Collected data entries
########

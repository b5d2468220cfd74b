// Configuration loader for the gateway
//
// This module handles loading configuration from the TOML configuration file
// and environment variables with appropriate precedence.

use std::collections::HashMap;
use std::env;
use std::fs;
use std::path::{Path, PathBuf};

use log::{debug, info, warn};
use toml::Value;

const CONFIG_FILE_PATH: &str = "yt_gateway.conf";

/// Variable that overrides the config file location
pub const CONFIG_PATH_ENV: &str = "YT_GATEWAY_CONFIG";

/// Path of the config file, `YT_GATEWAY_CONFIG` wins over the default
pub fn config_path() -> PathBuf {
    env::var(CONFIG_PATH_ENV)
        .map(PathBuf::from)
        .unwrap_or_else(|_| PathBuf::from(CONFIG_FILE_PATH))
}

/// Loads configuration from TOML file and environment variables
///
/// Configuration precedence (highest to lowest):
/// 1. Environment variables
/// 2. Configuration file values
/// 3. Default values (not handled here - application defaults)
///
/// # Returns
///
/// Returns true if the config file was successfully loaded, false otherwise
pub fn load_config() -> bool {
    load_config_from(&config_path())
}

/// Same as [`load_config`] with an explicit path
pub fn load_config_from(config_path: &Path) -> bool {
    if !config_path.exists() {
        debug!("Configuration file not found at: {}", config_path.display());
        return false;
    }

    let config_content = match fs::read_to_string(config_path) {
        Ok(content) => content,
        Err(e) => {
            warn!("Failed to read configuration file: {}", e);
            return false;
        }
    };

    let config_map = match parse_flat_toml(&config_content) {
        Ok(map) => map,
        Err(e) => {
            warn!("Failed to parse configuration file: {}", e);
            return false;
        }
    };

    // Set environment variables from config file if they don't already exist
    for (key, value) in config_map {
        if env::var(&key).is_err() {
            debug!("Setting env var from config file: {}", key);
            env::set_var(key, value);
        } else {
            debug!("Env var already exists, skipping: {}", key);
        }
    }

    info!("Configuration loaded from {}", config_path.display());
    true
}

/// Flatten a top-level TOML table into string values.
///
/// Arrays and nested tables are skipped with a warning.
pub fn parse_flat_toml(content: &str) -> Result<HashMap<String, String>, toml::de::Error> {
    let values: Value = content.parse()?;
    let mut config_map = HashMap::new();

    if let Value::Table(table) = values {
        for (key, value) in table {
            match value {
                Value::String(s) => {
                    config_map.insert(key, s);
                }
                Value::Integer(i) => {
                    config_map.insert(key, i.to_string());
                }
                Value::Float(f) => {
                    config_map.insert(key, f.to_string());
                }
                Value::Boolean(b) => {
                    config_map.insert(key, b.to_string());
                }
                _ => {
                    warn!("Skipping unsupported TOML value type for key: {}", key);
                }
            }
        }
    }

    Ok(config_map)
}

########

Repeat the entries above exactly, from the first line through the line containing "pub fn config_path()".

**RESULT OF THIS TASK**
repository b5d2468220cfd74b
// Configuration loader for the gateway
//
// This module handles loading configuration from the TOML configuration file
// and environment variables with appropriate precedence.

use std::collections::HashMap;
use std::env;
use std::fs;
use std::path::{Path, PathBuf};

use log::{debug, info, warn};
use toml::Value;

const CONFIG_FILE_PATH: &str = "yt_gateway.conf";

/// Variable that overrides the config file location
pub const CONFIG_PATH_ENV: &str = "YT_GATEWAY_CONFIG";

/// Path of the config file, `YT_GATEWAY_CONFIG` wins over the default
pub fn config_path() -> PathBuf {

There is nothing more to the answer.